Murphy controls here. Claimant complains that Employer seeks to recover twice "against the same pool of money," that is, the workers' compensation benefits that Employer paid to Claimant. Claimant's Brief at 10. However, the focus is not on what Employer recoups but, rather, what Claimant receives. Claimant always receives an amount at least equal to her workers' compensation disability, but she is entitled to no more.

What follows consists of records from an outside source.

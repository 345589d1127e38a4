//! Unreliable, unordered data channel between one client and the server.
//!
//! A channel wraps one UDP socket pair. Datagrams may arrive out of order or
//! not at all; the channel performs zero retransmission, favoring recency
//! over completeness. Establishment runs through a [`Signaling`] exchange
//! followed by a probe/ack handshake, all bounded by a connect timeout.

use crate::codec::Codec;
use crate::signaling::Signaling;
use crate::{Message, NetError, CONNECT_TIMEOUT};
use log::{debug, warn};
use std::net::SocketAddr;
use std::sync::atomic::{AtomicBool, Ordering};
use std::sync::{Arc, Mutex};
use std::time::Duration;
use tokio::net::UdpSocket;
use tokio::sync::mpsc;
use tokio::task::JoinHandle;
use tokio::time::timeout;

/// Handshake datagrams confirming the socket pair before traffic flows.
pub const PROBE: [u8; 2] = [0xb5, 0x01];
pub const PROBE_ACK: [u8; 2] = [0xb5, 0x02];
const PROBE_RETRY_INTERVAL: Duration = Duration::from_millis(200);

const RECV_BUFFER_SIZE: usize = 64 * 1024;

#[derive(Debug, Clone, Copy, PartialEq, Eq)]
pub enum Role {
    Initiator,
    Responder,
}

pub struct Channel {
    socket: Arc<UdpSocket>,
    codec: Arc<Codec>,
    connected: Arc<AtomicBool>,
    incoming: Option<mpsc::UnboundedReceiver<Message>>,
    recv_task: Mutex<Option<JoinHandle<()>>>,
}

impl Channel {
    /// Opens a channel using the default connect timeout.
    pub async fn open<S: Signaling>(
        signaling: &S,
        role: Role,
        codec: Arc<Codec>,
    ) -> Result<Channel, NetError> {
        Self::open_with_timeout(signaling, role, codec, CONNECT_TIMEOUT).await
    }

    /// Opens a channel, failing with [`NetError::ConnectionTimeout`] if the
    /// signaling exchange plus handshake does not complete within `window`.
    pub async fn open_with_timeout<S: Signaling>(
        signaling: &S,
        role: Role,
        codec: Arc<Codec>,
        window: Duration,
    ) -> Result<Channel, NetError> {
        let socket = UdpSocket::bind("0.0.0.0:0").await?;

        let connect = async {
            let peer = signaling.exchange(&socket).await?;
            Self::handshake(&socket, peer, role).await?;
            Ok::<SocketAddr, NetError>(peer)
        };
        let peer = timeout(window, connect)
            .await
            .map_err(|_| NetError::ConnectionTimeout)??;

        socket.connect(peer).await?;
        let socket = Arc::new(socket);
        let connected = Arc::new(AtomicBool::new(true));

        let (tx, rx) = mpsc::unbounded_channel();
        let recv_task = tokio::spawn(Self::recv_loop(
            Arc::clone(&socket),
            Arc::clone(&codec),
            Arc::clone(&connected),
            tx,
        ));

        debug!("channel connected to {} as {:?}", peer, role);

        Ok(Channel {
            socket,
            codec,
            connected,
            incoming: Some(rx),
            recv_task: Mutex::new(Some(recv_task)),
        })
    }

    async fn handshake(socket: &UdpSocket, peer: SocketAddr, role: Role) -> Result<(), NetError> {
        let mut buf = [0u8; 16];

        match role {
            Role::Initiator => loop {
                socket.send_to(&PROBE, peer).await?;

                match timeout(PROBE_RETRY_INTERVAL, socket.recv_from(&mut buf)).await {
                    Ok(Ok((len, from))) if from == peer && buf[..len] == PROBE_ACK => {
                        return Ok(());
                    }
                    Ok(Err(e)) => return Err(e.into()),
                    _ => continue,
                }
            },
            Role::Responder => loop {
                let (len, from) = socket.recv_from(&mut buf).await?;
                if from == peer && buf[..len] == PROBE {
                    socket.send_to(&PROBE_ACK, peer).await?;
                    return Ok(());
                }
            },
        }
    }

    async fn recv_loop(
        socket: Arc<UdpSocket>,
        codec: Arc<Codec>,
        connected: Arc<AtomicBool>,
        tx: mpsc::UnboundedSender<Message>,
    ) {
        let mut buf = vec![0u8; RECV_BUFFER_SIZE];

        loop {
            let len = match socket.recv(&mut buf).await {
                Ok(len) => len,
                Err(e) => {
                    debug!("channel receive error: {}", e);
                    continue;
                }
            };

            // A lost ack leaves the initiator probing; keep answering.
            if buf[..len] == PROBE {
                let _ = socket.send(&PROBE_ACK).await;
                continue;
            }
            if buf[..len] == PROBE_ACK {
                continue;
            }

            match codec.decode(&buf[..len]).await {
                Ok(msg) => {
                    if tx.send(msg).is_err() {
                        break;
                    }
                }
                // Malformed datagrams are dropped, never fatal to the channel.
                Err(e) => warn!("dropping undecodable datagram: {}", e),
            }
        }

        connected.store(false, Ordering::SeqCst);
    }

    /// Sends a message, best effort. Silently drops the message when the
    /// channel is closed or the transport refuses it; callers must not
    /// assume delivery.
    pub async fn send(&self, msg: &Message) -> Result<(), NetError> {
        if !self.connected.load(Ordering::SeqCst) {
            return Ok(());
        }

        let frame = self.codec.encode(msg).await?;
        if let Err(e) = self.socket.send(&frame).await {
            debug!("datagram dropped: {}", e);
        }
        Ok(())
    }

    /// Receives the next decoded message, or `None` once the channel closed.
    pub async fn recv(&mut self) -> Option<Message> {
        self.incoming.as_mut()?.recv().await
    }

    /// Detaches the incoming message stream, e.g. to pump it from a
    /// dedicated forwarder task. Subsequent `recv` calls return `None`.
    pub fn take_incoming(&mut self) -> Option<mpsc::UnboundedReceiver<Message>> {
        self.incoming.take()
    }

    pub fn is_connected(&self) -> bool {
        self.connected.load(Ordering::SeqCst)
    }

    pub fn local_addr(&self) -> Result<SocketAddr, NetError> {
        Ok(self.socket.local_addr()?)
    }

    /// Stops sends and receives. Idempotent, callable from any state.
    pub fn close(&self) {
        self.connected.store(false, Ordering::SeqCst);
        if let Some(task) = self.recv_task.lock().unwrap().take() {
            task.abort();
        }
    }
}

impl Drop for Channel {
    fn drop(&mut self) {
        self.close();
    }
}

Because the third party tortfeasor has paid Claimant for her injury, she must honor Employer's subrogation lien pursuant to Section 319 of the Act. This lien dates back to the injury date of July 1993. Under Toborkey, 655 A.2d 636, Employer is also entitled to offset its pension payments against her workers' compensation, which began on May 4, 1996. Employer used those payments as a credit towards the disability pension it owes Claimant. Because Employer has paid workers' compensation or its equivalent since 1993, both offsets are authorized beginning in July 1993. By not honoring Employer's subrogation lien, Claimant is being paid for her loss of wages twice, in the form of workers' compensation disability and the tort settlement. As the WCJ correctly explained, without the pension offset, Claimant would receive "an unintended windfall (i.e. disability pension payments plus [the] third party award)." WCJ Decision, October 14, 2004, at 7; Reproduced Record at 41a. Even after both offsets, however, Claimant never receives less than her workers' compensation disability.
Accordingly, the order of the Board is affirmed.
/s/_________
MARY HANNAH LEAVITT, Judge
ORDER
AND NOW, this 1st day of June, 2012, the order of the Workers' Compensation Appeal Board dated June 22, 2011, in the above captioned matter is hereby AFFIRMED.